Needless to say I thought Metro Exodus looked good, but this is really a very stunning game, everything looks crystal sharp for me, but fps at native is 30fps and lower without FSR, but saying that it looks very sexy

Tbh I didn't expect it to run so well so i'm rather happy concidering it has that drm crap on it also given the fact i still need to sort a better CPU at some stage

No thanks. I will wait until they remove Denuvo.
It's bad enough making your GPU shat itself running a ultra modern game but it's kinda depressing that you know FPS are being robbed by even more resources.
To add. I nearly bought this. I had it in my cart on CDKeys for £43. I really don't know what I was thinking. After having done more research it appears that Denuvo was added 2 days before release, and after reviews had been done. I'm kinda smelling Cyberpunk at this point.
When I refreshed the page the CD key in my cart was £49.99. I decided against it. Then I read IGN's review and noted this.
Bug Alert!
If your tolerance for bugs is low, I do not recommend jumping into Dying Light 2 on day one. Or day 10. Maybe day 30? I was able to play it to completion, but only barely: leading up to launch it is absolutely drowning in a sea of upsetting technical issues, whether it’s crashing (which happened to me dozens of times in my more than 80 hours with it on Xbox Series X and to others at IGN on PlayStation 5 and PC), all dialogue stopping during cutscenes, all audio being replaced with a loud screeching noise, getting locked out of quests because a character won’t let you talk to him or being unable to finish because the objective never spawned in, uneven framerates making me seasick, and too many more to list here.
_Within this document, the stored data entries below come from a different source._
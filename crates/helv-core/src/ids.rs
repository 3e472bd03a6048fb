//! # Geographic Identifier Newtypes
//!
//! Validated identifiers for the Swiss administrative hierarchy. Four shapes
//! share a single string space and parse unambiguously:
//!
//! - country: the literal `ch`
//! - canton: an all-digit string (`1` … `26` in the reference data)
//! - district: `d-<canton>-<districtNo>`, both groups all digits
//! - community: `m-<canton>-<raw>`, raw is any non-empty remainder and may
//!   itself contain dashes
//!
//! ## Validation
//!
//! [`GeoId::new`] trims surrounding whitespace and rejects anything that does
//! not match one of the four shapes. Deserialization routes through the same
//! constructor, so malformed identifiers are rejected at the serde boundary —
//! not silently accepted.

use serde::{Deserialize, Serialize};

/// Helper macro to implement `Deserialize` for string newtypes that must
/// validate their contents. Deserializes as a plain `String`, then routes
/// through the type's `new()` constructor so that invalid values are
/// rejected at deserialization time — not silently accepted.
macro_rules! impl_validating_deserialize {
    ($ty:ident) => {
        impl<'de> Deserialize<'de> for $ty {
            fn deserialize<D>(deserializer: D) -> Result<Self, D::Error>
            where
                D: serde::Deserializer<'de>,
            {
                let raw = String::deserialize(deserializer)?;
                Self::new(raw).map_err(serde::de::Error::custom)
            }
        }
    };
}

/// The fixed identifier of the country root node.
pub const COUNTRY_ID: &str = "ch";

// ---------------------------------------------------------------------------
// Levels
// ---------------------------------------------------------------------------

/// Administrative level of a region.
///
/// Levels form a strict total order from broad to narrow:
/// `Country < Canton < District < Community`. Every non-root node's parent
/// sits exactly one level broader than the node itself.
#[derive(Debug, Clone, Copy, PartialEq, Eq, PartialOrd, Ord, Hash, Serialize, Deserialize)]
#[serde(rename_all = "lowercase")]
pub enum GeoLevel {
    /// The country root (`ch`). Exactly one node carries this level.
    Country,
    /// One of the 26 cantons.
    Canton,
    /// A district within a canton. Some cantons have no district layer.
    District,
    /// A municipality. The leaf level — expansion below it is undefined.
    Community,
}

impl GeoLevel {
    /// Lowercase string form, matching the reference data vocabulary.
    pub fn as_str(&self) -> &'static str {
        match self {
            Self::Country => "country",
            Self::Canton => "canton",
            Self::District => "district",
            Self::Community => "community",
        }
    }

    /// The level one step narrower, if any.
    pub fn child_level(&self) -> Option<GeoLevel> {
        match self {
            Self::Country => Some(Self::Canton),
            Self::Canton => Some(Self::District),
            Self::District => Some(Self::Community),
            Self::Community => None,
        }
    }

    /// The level one step broader, if any.
    pub fn parent_level(&self) -> Option<GeoLevel> {
        match self {
            Self::Country => None,
            Self::Canton => Some(Self::Country),
            Self::District => Some(Self::Canton),
            Self::Community => Some(Self::District),
        }
    }
}

impl std::fmt::Display for GeoLevel {
    fn fmt(&self, f: &mut std::fmt::Formatter<'_>) -> std::fmt::Result {
        write!(f, "{}", self.as_str())
    }
}

// ---------------------------------------------------------------------------
// Errors
// ---------------------------------------------------------------------------

/// Errors from geographic identifier validation.
#[derive(Debug, Clone, PartialEq, Eq, thiserror::Error)]
pub enum GeoIdError {
    /// The identifier was empty (or whitespace only).
    #[error("geographic identifier is empty")]
    Empty,

    /// The identifier matches none of the four known shapes.
    #[error("unrecognized geographic identifier shape: {id:?}")]
    UnrecognizedShape {
        /// The offending identifier, after trimming.
        id: String,
    },
}

// ---------------------------------------------------------------------------
// GeoId
// ---------------------------------------------------------------------------

/// A validated geographic region identifier.
///
/// The shape of the string determines the region's [`GeoLevel`]; no type tag
/// is stored. Composite identifiers are synthesized with [`GeoId::district`]
/// and [`GeoId::community`] and decomposed with [`GeoId::district_parts`] and
/// [`GeoId::community_parts`]; synthesis and decomposition round-trip
/// exactly.
#[derive(Debug, Clone, PartialEq, Eq, PartialOrd, Ord, Hash, Serialize)]
pub struct GeoId(String);

impl_validating_deserialize!(GeoId);

impl GeoId {
    /// Create an identifier from a string, validating its shape.
    ///
    /// Surrounding whitespace is trimmed before validation, matching how
    /// the reference datasets normalize raw property values.
    ///
    /// # Errors
    ///
    /// [`GeoIdError::Empty`] for empty/whitespace input,
    /// [`GeoIdError::UnrecognizedShape`] for anything that is not one of
    /// the four shapes.
    pub fn new(value: impl Into<String>) -> Result<Self, GeoIdError> {
        let raw = value.into();
        let trimmed = raw.trim();
        if trimmed.is_empty() {
            return Err(GeoIdError::Empty);
        }
        if shape_of(trimmed).is_none() {
            return Err(GeoIdError::UnrecognizedShape {
                id: trimmed.to_string(),
            });
        }
        Ok(Self(trimmed.to_string()))
    }

    /// The country root identifier, `ch`.
    pub fn country() -> Self {
        Self(COUNTRY_ID.to_string())
    }

    /// A canton identifier from its number (`1` … `26` in the seed data).
    pub fn canton(number: u16) -> Self {
        Self(number.to_string())
    }

    /// Synthesize a district identifier: `d-<canton>-<districtNo>`.
    ///
    /// # Errors
    ///
    /// Rejects a non-canton `canton` argument or a `district_no` that is
    /// not a non-empty all-digit string.
    pub fn district(canton: &GeoId, district_no: &str) -> Result<Self, GeoIdError> {
        let candidate = format!("d-{}-{}", canton.as_str(), district_no);
        if !canton.is_canton() || !is_digits(district_no) {
            return Err(GeoIdError::UnrecognizedShape { id: candidate });
        }
        Ok(Self(candidate))
    }

    /// Synthesize a community identifier: `m-<canton>-<raw>`.
    ///
    /// `raw` is the community's own id from the reference data (never its
    /// name). It must be non-empty and carry no surrounding whitespace; any
    /// interior characters, dashes included, are preserved verbatim.
    ///
    /// # Errors
    ///
    /// Rejects a non-canton `canton` argument or an empty/padded `raw`.
    pub fn community(canton: &GeoId, raw: &str) -> Result<Self, GeoIdError> {
        let candidate = format!("m-{}-{}", canton.as_str(), raw);
        if !canton.is_canton() || raw.is_empty() || raw.trim() != raw {
            return Err(GeoIdError::UnrecognizedShape { id: candidate });
        }
        Ok(Self(candidate))
    }

    /// Access the identifier string.
    pub fn as_str(&self) -> &str {
        &self.0
    }

    /// The administrative level encoded by this identifier's shape.
    pub fn level(&self) -> GeoLevel {
        shape_of(&self.0).expect("validated at construction")
    }

    /// Whether this is the country root.
    pub fn is_country(&self) -> bool {
        self.level() == GeoLevel::Country
    }

    /// Whether this is a canton identifier.
    pub fn is_canton(&self) -> bool {
        self.level() == GeoLevel::Canton
    }

    /// Whether this is a district identifier.
    pub fn is_district(&self) -> bool {
        self.level() == GeoLevel::District
    }

    /// Whether this is a community identifier.
    pub fn is_community(&self) -> bool {
        self.level() == GeoLevel::Community
    }

    /// Decompose a district identifier into `(canton, districtNo)`.
    ///
    /// Returns `None` for any other shape.
    pub fn district_parts(&self) -> Option<(GeoId, String)> {
        let rest = self.0.strip_prefix("d-")?;
        let (canton, district_no) = rest.split_once('-')?;
        if !is_digits(canton) || !is_digits(district_no) {
            return None;
        }
        Some((GeoId(canton.to_string()), district_no.to_string()))
    }

    /// Decompose a community identifier into `(canton, raw)`.
    ///
    /// Returns `None` for any other shape.
    pub fn community_parts(&self) -> Option<(GeoId, String)> {
        let rest = self.0.strip_prefix("m-")?;
        let (canton, raw) = rest.split_once('-')?;
        if !is_digits(canton) || raw.is_empty() {
            return None;
        }
        Some((GeoId(canton.to_string()), raw.to_string()))
    }

    /// The canton an identifier belongs to: the id itself for cantons, the
    /// embedded canton for districts and communities, `None` for the
    /// country root.
    pub fn containing_canton(&self) -> Option<GeoId> {
        match self.level() {
            GeoLevel::Country => None,
            GeoLevel::Canton => Some(self.clone()),
            GeoLevel::District => self.district_parts().map(|(canton, _)| canton),
            GeoLevel::Community => self.community_parts().map(|(canton, _)| canton),
        }
    }
}

impl std::fmt::Display for GeoId {
    fn fmt(&self, f: &mut std::fmt::Formatter<'_>) -> std::fmt::Result {
        write!(f, "{}", self.0)
    }
}

impl std::str::FromStr for GeoId {
    type Err = GeoIdError;

    fn from_str(s: &str) -> Result<Self, Self::Err> {
        Self::new(s)
    }
}

/// Classify a trimmed identifier string by shape, or `None` if it matches
/// no shape. Composite shapes require an all-digit canton group; district
/// numbers are all digits while community raw ids are unrestricted beyond
/// being non-empty.
fn shape_of(s: &str) -> Option<GeoLevel> {
    if s == COUNTRY_ID {
        return Some(GeoLevel::Country);
    }
    if is_digits(s) {
        return Some(GeoLevel::Canton);
    }
    if let Some(rest) = s.strip_prefix("d-") {
        if let Some((canton, district_no)) = rest.split_once('-') {
            if is_digits(canton) && is_digits(district_no) {
                return Some(GeoLevel::District);
            }
        }
        return None;
    }
    if let Some(rest) = s.strip_prefix("m-") {
        if let Some((canton, raw)) = rest.split_once('-') {
            if is_digits(canton) && !raw.is_empty() {
                return Some(GeoLevel::Community);
            }
        }
        return None;
    }
    None
}

fn is_digits(s: &str) -> bool {
    !s.is_empty() && s.bytes().all(|b| b.is_ascii_digit())
}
Most glitches are temporary annoyances or even amusing wonkiness, but some are more dire – one IGN editor playing on PS5 had his entire save file corrupted, leaving him with a never-ending loading screen and locking him out of his save pending an upcoming patch.
Normally I expect a certain lack of polish in ambitious, open-world games, but even with my expectation for jankiness set to maximum, Dying Light 2 has been really, really rough. The longer I played, the more frequent the issues seemed to become; by the end I was having to quit out and reboot multiple times per hour, and breathed a huge sigh of relief when credits rolled and something hadn’t catastrophically broken my save file. In terms of stability issues and the danger of losing progress, it’s been considerably more severe than our experience with the PC version of Cyberpunk 2077, where the bugs we hit were mostly visual in nature. Techland is aware of all of this and is reportedly hard at work on patches to address it, but if history is any indication it’s going to take more than a few real-world day-night cycles to sort out this many issues.
And that was on a console.....
I don't need that. Not any of it, no matter how pretty the game looks in stills.
Sigh.
Nothing ever changes.Quote
I've enjoyed it a fair amount, mainly when having to run my ass off at night it has nice atmosphere and when it go's wrong that one missed jump can land you right in the mix of many zombies and some real nasty ones

As for the 40fps, this game needs DLSS or FSR to get better fps pretty sure if you played about with settings your get higher fps and res. As for ever running it at 4k 144hz it isn't going to happen for a few gens is my feeling this game is harder to run than cyberpunk 2077 by a fair old wack as well.